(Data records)
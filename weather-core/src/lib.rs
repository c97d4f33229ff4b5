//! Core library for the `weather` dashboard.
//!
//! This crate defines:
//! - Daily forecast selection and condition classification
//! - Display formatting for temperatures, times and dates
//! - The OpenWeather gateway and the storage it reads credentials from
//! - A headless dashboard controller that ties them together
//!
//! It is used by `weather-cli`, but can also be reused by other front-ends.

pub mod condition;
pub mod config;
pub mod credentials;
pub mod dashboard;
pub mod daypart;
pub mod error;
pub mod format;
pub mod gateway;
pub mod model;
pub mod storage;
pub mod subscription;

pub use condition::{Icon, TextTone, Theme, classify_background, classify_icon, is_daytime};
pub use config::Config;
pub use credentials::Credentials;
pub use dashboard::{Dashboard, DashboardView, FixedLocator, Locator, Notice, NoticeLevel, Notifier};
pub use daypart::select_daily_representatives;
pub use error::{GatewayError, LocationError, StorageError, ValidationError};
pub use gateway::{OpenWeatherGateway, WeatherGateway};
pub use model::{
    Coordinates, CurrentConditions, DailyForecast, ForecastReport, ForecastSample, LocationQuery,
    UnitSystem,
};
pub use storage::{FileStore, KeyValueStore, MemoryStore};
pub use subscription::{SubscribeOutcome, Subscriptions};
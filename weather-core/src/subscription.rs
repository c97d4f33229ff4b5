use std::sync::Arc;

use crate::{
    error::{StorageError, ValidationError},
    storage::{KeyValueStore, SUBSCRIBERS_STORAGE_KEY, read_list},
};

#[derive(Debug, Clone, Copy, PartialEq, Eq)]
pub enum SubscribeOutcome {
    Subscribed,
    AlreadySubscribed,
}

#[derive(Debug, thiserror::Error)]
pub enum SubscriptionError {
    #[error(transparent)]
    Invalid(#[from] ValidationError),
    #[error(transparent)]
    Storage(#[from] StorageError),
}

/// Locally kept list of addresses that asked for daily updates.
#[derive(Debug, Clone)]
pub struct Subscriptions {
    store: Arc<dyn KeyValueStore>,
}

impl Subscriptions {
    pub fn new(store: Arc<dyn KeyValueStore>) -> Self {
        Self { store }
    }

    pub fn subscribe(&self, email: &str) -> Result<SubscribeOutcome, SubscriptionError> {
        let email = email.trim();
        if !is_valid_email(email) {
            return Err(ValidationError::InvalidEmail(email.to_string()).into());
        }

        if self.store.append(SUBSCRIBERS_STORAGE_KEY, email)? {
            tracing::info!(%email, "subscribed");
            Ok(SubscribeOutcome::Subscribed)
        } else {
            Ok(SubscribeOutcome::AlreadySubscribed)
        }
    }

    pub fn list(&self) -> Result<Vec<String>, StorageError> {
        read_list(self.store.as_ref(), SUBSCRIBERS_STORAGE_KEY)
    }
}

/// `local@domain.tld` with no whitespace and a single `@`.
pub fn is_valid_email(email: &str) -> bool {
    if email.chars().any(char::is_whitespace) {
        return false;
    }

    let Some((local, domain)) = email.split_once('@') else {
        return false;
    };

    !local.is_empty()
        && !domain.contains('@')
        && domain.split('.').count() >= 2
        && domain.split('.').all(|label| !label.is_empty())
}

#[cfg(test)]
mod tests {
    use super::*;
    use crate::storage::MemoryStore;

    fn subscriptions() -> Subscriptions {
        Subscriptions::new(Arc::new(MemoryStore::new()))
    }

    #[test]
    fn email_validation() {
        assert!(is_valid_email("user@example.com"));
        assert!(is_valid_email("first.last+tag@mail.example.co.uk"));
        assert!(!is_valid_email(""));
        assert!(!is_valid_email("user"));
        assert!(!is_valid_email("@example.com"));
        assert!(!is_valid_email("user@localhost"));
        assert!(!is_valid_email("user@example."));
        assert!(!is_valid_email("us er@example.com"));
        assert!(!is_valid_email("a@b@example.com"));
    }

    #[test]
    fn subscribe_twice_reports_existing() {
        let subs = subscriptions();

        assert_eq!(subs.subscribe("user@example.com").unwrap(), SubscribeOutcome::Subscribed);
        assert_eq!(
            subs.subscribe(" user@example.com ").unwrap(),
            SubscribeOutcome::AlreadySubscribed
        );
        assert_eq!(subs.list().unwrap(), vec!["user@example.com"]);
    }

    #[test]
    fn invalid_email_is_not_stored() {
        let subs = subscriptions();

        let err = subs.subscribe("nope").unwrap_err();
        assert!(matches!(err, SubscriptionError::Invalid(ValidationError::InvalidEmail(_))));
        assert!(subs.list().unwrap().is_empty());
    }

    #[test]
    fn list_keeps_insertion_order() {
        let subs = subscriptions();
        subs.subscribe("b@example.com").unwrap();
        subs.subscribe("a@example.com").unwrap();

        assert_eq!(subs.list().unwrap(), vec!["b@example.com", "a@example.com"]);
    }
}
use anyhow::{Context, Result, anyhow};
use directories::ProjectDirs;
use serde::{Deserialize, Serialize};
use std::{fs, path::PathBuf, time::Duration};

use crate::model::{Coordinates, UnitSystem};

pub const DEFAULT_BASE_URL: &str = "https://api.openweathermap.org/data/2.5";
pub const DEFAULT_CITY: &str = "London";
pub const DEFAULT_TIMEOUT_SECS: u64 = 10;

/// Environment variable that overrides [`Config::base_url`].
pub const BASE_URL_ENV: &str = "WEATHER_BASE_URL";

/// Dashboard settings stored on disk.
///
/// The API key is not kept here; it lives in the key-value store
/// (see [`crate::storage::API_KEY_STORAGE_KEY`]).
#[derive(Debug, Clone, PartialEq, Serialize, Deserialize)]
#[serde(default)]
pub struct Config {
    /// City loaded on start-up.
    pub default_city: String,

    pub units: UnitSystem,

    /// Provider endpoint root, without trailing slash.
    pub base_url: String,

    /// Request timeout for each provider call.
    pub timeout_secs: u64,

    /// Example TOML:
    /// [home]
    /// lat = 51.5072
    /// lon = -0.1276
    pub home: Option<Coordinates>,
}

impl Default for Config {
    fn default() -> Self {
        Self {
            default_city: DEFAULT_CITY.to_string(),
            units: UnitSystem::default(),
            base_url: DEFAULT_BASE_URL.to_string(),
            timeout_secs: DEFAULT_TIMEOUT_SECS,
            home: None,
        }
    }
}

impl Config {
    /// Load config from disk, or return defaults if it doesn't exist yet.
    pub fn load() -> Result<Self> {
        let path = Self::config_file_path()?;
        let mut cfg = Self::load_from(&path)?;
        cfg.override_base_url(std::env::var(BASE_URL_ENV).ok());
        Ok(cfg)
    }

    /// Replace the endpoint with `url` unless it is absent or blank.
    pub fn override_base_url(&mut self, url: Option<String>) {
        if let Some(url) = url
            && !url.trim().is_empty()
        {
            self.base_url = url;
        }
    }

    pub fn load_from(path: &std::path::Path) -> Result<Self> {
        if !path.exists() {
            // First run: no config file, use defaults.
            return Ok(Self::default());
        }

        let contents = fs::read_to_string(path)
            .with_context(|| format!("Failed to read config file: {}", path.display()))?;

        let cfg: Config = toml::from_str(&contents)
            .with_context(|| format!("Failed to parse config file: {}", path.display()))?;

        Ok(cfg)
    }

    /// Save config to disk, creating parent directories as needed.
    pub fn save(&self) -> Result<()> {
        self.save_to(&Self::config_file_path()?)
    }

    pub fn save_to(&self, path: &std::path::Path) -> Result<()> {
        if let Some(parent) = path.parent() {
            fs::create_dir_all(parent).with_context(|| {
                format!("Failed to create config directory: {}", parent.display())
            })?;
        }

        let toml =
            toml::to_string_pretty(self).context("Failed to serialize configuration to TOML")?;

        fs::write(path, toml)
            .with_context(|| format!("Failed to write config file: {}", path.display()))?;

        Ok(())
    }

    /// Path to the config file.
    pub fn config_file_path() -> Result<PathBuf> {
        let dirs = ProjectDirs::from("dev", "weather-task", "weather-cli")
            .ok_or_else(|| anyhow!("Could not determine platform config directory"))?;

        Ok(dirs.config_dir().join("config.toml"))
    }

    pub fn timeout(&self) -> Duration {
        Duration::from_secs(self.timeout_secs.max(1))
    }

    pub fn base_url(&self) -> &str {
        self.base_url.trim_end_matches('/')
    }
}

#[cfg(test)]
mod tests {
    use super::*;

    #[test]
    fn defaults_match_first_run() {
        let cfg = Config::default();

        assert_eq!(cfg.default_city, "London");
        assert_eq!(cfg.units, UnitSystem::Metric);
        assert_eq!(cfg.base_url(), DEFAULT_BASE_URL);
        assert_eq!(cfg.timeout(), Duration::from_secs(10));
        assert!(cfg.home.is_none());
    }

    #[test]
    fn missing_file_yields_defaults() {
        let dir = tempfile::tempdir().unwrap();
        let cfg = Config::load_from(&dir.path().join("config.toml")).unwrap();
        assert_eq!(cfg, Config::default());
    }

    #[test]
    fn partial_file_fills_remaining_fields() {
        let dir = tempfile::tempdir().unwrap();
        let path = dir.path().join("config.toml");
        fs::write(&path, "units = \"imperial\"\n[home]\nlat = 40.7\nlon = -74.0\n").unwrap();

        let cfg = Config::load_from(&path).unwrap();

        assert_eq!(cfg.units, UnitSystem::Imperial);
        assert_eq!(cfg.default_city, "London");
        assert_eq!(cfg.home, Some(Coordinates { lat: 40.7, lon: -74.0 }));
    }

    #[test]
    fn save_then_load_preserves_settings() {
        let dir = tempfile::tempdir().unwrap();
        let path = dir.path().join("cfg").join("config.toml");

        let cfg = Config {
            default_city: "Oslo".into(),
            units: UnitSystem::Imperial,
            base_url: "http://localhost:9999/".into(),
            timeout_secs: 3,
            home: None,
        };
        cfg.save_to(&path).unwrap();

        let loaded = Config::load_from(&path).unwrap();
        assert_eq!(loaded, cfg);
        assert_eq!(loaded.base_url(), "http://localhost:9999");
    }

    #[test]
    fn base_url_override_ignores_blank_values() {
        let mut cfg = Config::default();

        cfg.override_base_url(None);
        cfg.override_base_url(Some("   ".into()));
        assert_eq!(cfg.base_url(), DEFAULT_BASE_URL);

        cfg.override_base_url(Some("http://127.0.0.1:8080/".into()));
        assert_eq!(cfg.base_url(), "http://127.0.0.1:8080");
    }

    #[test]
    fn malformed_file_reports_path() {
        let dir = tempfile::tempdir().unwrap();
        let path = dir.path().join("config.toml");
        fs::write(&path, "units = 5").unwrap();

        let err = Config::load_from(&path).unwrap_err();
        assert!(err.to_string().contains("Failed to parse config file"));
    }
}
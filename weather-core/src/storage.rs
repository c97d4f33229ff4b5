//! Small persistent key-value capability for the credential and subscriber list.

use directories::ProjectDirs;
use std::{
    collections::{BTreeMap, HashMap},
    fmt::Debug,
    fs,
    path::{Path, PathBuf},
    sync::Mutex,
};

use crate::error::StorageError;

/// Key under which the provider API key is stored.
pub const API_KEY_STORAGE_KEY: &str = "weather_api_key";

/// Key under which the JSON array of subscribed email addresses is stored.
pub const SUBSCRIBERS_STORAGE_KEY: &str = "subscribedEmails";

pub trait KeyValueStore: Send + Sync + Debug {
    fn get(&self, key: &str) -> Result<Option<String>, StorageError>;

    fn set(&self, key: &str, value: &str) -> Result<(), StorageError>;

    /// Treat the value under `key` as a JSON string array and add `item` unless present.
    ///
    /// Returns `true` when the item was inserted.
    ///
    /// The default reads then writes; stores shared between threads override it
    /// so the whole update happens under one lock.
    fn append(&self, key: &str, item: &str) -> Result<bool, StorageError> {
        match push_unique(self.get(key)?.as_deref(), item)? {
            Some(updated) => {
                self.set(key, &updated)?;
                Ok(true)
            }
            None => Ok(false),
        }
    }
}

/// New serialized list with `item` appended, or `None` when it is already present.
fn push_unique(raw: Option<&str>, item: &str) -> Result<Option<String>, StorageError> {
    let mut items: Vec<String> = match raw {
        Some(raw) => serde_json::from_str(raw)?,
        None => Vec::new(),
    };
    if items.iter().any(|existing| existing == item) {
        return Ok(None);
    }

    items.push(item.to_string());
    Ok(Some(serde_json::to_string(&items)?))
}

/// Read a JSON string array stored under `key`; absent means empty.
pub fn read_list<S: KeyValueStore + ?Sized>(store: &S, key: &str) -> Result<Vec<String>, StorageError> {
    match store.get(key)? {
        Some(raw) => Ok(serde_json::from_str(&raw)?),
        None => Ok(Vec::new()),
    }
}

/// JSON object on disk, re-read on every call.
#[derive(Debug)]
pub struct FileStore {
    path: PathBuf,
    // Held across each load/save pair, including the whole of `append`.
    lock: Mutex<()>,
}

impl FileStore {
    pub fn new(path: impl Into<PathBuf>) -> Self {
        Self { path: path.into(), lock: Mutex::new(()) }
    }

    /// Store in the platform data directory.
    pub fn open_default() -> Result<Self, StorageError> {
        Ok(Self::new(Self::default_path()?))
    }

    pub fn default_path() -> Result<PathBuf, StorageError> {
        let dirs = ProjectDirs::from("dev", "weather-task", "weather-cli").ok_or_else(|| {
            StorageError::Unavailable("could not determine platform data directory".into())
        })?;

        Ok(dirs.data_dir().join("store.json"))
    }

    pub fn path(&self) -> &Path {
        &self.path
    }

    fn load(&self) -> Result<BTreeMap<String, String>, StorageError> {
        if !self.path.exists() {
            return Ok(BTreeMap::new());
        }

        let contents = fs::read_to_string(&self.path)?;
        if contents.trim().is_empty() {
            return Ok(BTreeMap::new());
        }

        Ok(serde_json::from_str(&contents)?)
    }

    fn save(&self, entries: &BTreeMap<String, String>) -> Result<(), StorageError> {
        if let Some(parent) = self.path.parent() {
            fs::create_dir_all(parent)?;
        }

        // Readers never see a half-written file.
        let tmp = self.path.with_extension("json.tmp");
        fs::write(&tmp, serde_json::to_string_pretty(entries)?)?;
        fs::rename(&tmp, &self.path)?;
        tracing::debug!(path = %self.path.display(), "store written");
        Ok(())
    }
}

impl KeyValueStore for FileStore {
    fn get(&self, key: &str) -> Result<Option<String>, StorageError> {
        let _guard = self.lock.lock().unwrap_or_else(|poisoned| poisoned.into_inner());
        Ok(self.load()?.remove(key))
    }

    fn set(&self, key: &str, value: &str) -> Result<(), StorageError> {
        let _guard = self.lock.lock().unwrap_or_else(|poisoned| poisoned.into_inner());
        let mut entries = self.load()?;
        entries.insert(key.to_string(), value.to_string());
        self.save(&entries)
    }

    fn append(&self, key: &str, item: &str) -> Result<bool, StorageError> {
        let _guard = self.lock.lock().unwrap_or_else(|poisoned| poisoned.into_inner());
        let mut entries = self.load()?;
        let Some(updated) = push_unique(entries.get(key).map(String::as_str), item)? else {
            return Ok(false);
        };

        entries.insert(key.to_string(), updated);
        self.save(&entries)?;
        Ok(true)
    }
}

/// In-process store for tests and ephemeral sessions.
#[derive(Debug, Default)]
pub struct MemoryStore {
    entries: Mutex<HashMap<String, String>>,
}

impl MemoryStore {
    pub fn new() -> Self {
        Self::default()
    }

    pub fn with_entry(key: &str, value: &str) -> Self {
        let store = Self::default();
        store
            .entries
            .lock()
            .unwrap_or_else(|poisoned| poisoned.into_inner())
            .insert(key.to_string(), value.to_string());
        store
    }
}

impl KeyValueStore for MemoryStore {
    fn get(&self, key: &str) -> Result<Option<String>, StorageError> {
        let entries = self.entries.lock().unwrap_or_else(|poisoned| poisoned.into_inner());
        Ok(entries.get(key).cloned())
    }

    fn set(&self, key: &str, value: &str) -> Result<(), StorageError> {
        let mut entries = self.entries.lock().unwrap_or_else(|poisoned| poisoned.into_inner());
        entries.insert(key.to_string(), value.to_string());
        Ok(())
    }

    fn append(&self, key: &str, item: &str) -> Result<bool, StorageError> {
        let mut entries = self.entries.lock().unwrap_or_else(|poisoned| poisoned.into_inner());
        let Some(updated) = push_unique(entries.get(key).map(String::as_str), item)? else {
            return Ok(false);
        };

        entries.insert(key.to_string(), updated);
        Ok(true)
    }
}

What you have to do:
What lines above hold the word "Coordinates"? Pull each one out.

Answer to this problem:
    Coordinates, CurrentConditions, DailyForecast, ForecastReport, ForecastSample, LocationQuery,
use crate::model::{Coordinates, UnitSystem};
    pub home: Option<Coordinates>,
        assert_eq!(cfg.home, Some(Coordinates { lat: 40.7, lon: -74.0 }));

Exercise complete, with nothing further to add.